Cassandra Time Series Bucketing

How to model timeseries data with Cassandra.

Simple GoRPC

The best way to understand something, is to build one yourself. This tutorial covers basic network programming in Go, struct design and the usage of reflect package.

Optimizing M3: How Uber Halved Our Metrics Ingestion Latency by Forking the Go Compiler

A great experience sharing blog on how to debug a performance issue in their services. And with profiling and analysis tools, the Uber team was able to pinpoint this issue in worker pool and goroutine stack allocation, and then they forked the Go compiler to prove it’s a regression in the Go compiler. A very nice read and analysis process.

Book: Programming Models for Distributed Computation

A programming book on topics in distributed computation, from teaching experience in distributed system course, from Northeastern University.

Spotify Engineering Culture

A very nice engineering blog from 2014. A excellent overview of Spotify culture, and an introduction on how to build the “agile” team.

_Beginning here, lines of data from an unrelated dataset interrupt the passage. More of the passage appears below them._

//! Full-collection retrieval over a limit/offset record store.
//!
//! Two strategies:
//! - Conservative: one exploratory page, then a bounded parallel burst sized
//!   from an estimate, then sequential pages until a short page.
//! - Aggressive: parallel waves from offset 0 with no exploratory call, for
//!   large collections. Falls back to conservative on any error.
//!
//! A collection is complete at the first page shorter than the page size.

use std::time::Duration;

use futures::future::try_join_all;
use serde::{Deserialize, Serialize};
use serde_json::Value;

use crate::error::SyncError;
use crate::source::{page_records, RecordSource};

#[derive(Debug, Clone, Copy, Default, PartialEq, Eq, Serialize, Deserialize)]
#[serde(rename_all = "lowercase")]
pub enum FetchStrategy {
    #[default]
    Conservative,
    Aggressive,
}

/// Tuning knobs for page bursts.
#[derive(Debug, Clone, PartialEq, Eq, Serialize, Deserialize)]
#[serde(rename_all = "camelCase", default)]
pub struct PaginationConfig {
    /// Cap on the conservative parallel burst.
    pub max_parallel_pages: usize,
    /// Estimated collection size as a multiple of the first page.
    pub estimate_multiplier: usize,
    pub aggressive_initial_wave: usize,
    pub aggressive_wave: usize,
    /// Per page request; independent of retry backoff.
    pub request_timeout_ms: u64,
    /// Hard stop for stores that never return a short page.
    pub max_pages: usize,
}

impl Default for PaginationConfig {
    fn default() -> Self {
        Self {
            max_parallel_pages: 5,
            estimate_multiplier: 3,
            aggressive_initial_wave: 8,
            aggressive_wave: 4,
            request_timeout_ms: 7_000,
            max_pages: 10_000,
        }
    }
}

pub struct PageFetcher<'a> {
    source: &'a dyn RecordSource,
    config: &'a PaginationConfig,
}

impl<'a> PageFetcher<'a> {
    pub fn new(source: &'a dyn RecordSource, config: &'a PaginationConfig) -> Self {
        Self { source, config }
    }

    /// Fetch every record of `endpoint` using `strategy`.
    pub async fn fetch_all(
        &self,
        endpoint: &str,
        query: &str,
        page_size: usize,
        strategy: FetchStrategy,
    ) -> Result<Vec<Value>, SyncError> {
        match strategy {
            FetchStrategy::Conservative => self.fetch_conservative(endpoint, query, page_size).await,
            FetchStrategy::Aggressive => self.fetch_aggressive(endpoint, query, page_size).await,
        }
    }

    pub async fn fetch_conservative(
        &self,
        endpoint: &str,
        query: &str,
        page_size: usize,
    ) -> Result<Vec<Value>, SyncError> {
        let page_size = page_size.max(1);

        let mut records = self.fetch_page(endpoint, query, page_size, 0).await?;
        if records.len() < page_size {
            return Ok(records);
        }

        let estimated_total = records.len().saturating_mul(self.config.estimate_multiplier);
        let burst = estimated_total
            .div_ceil(page_size)
            .saturating_sub(1)
            .min(self.config.max_parallel_pages);

        let mut next_offset = page_size;
        let mut pages_read = 1;
        if burst > 0 {
            let pages = self
                .fetch_wave(endpoint, query, page_size, next_offset, burst)
                .await?;
            if append_until_short(&mut records, pages, page_size) {
                return Ok(records);
            }
            next_offset += burst * page_size;
            pages_read += burst;
        }

        loop {
            if pages_read >= self.config.max_pages {
                log::warn!(
                    "{}: stopped after {} full pages without reaching the end",
                    endpoint,
                    pages_read
                );
                return Ok(records);
            }
            let page = self.fetch_page(endpoint, query, page_size, next_offset).await?;
            let short = page.len() < page_size;
            records.extend(page);
            if short {
                return Ok(records);
            }
            next_offset += page_size;
            pages_read += 1;
        }
    }

    pub async fn fetch_aggressive(
        &self,
        endpoint: &str,
        query: &str,
        page_size: usize,
    ) -> Result<Vec<Value>, SyncError> {
        match self.fetch_waves(endpoint, query, page_size.max(1)).await {
            Ok(records) => Ok(records),
            Err(e) => {
                log::warn!(
                    "{}: aggressive fetch failed ({}), falling back to conservative",
                    endpoint,
                    e
                );
                self.fetch_conservative(endpoint, query, page_size).await
            }
        }
    }

    async fn fetch_waves(
        &self,
        endpoint: &str,
        query: &str,
        page_size: usize,
    ) -> Result<Vec<Value>, SyncError> {
        let mut records = Vec::new();
        let mut next_offset = 0;
        let mut pages_read = 0;
        let mut wave = self.config.aggressive_initial_wave.max(1);

        loop {
            let pages = self
                .fetch_wave(endpoint, query, page_size, next_offset, wave)
                .await?;
            if append_until_short(&mut records, pages, page_size) {
                return Ok(records);
            }
            next_offset += wave * page_size;
            pages_read += wave;
            if pages_read >= self.config.max_pages {
                log::warn!(
                    "{}: stopped after {} full pages without reaching the end",
                    endpoint,
                    pages_read
                );
                return Ok(records);
            }
            wave = self.config.aggressive_wave.max(1);
        }
    }

    /// `count` consecutive pages requested concurrently, returned in offset
    /// order. The first failure aborts the wave.
    async fn fetch_wave(
        &self,
        endpoint: &str,
        query: &str,
        page_size: usize,
        first_offset: usize,
        count: usize,
    ) -> Result<Vec<Vec<Value>>, SyncError> {
        let requests = (0..count).map(|i| {
            self.fetch_page(endpoint, query, page_size, first_offset + i * page_size)
        });
        try_join_all(requests).await
    }

    async fn fetch_page(
        &self,
        endpoint: &str,
        query: &str,
        limit: usize,
        offset: usize,
    ) -> Result<Vec<Value>, SyncError> {
        let timeout = Duration::from_millis(self.config.request_timeout_ms);
        match tokio::time::timeout(timeout, self.source.fetch_page(endpoint, query, limit, offset))
            .await
        {
            Ok(payload) => Ok(page_records(payload?)),
            Err(_) => Err(SyncError::Timeout(self.config.request_timeout_ms)),
        }
    }
}

/// Append pages in order up to and including the first short one.
/// Returns true once the end of the collection has been seen.
fn append_until_short(records: &mut Vec<Value>, pages: Vec<Vec<Value>>, page_size: usize) -> bool {
    for page in pages {
        let short = page.len() < page_size;
        records.extend(page);
        if short {
            return true;
        }
    }
    false
}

How We Helped Our Reporters Learn to Love Spreadsheets

NYTimes has released its in-house course to teach journalists data science. Journalism can also benefit from a little coding/data analytics skills.

Paper Reading: Mesos: A Platform for Fine-Grained Resource Sharing in the Data Center

Link to paper: https://people.eecs.berkeley.edu/~alig/papers/mesos.pdf

Presentation: https://www.usenix.org/conference/nsdi11/mesos-platform-fine-grained-resource-sharing-data-center

Mesos is a cluster resource management software from UC Berkeley. Unlike many other frameworks already existed, Mesos is designed to support heterogeneous frameworks (Hadoop, MPI, etc) in the same cluster and share resources between them, by providing a thin layer that making resource offers to the framework schedulers, and delegate the scheduling decision to the frameworks themselves.

With this design, Mesos can achieve pretty good elasticity between frameworks, and letting frameworks choose their own resources results in better data locality.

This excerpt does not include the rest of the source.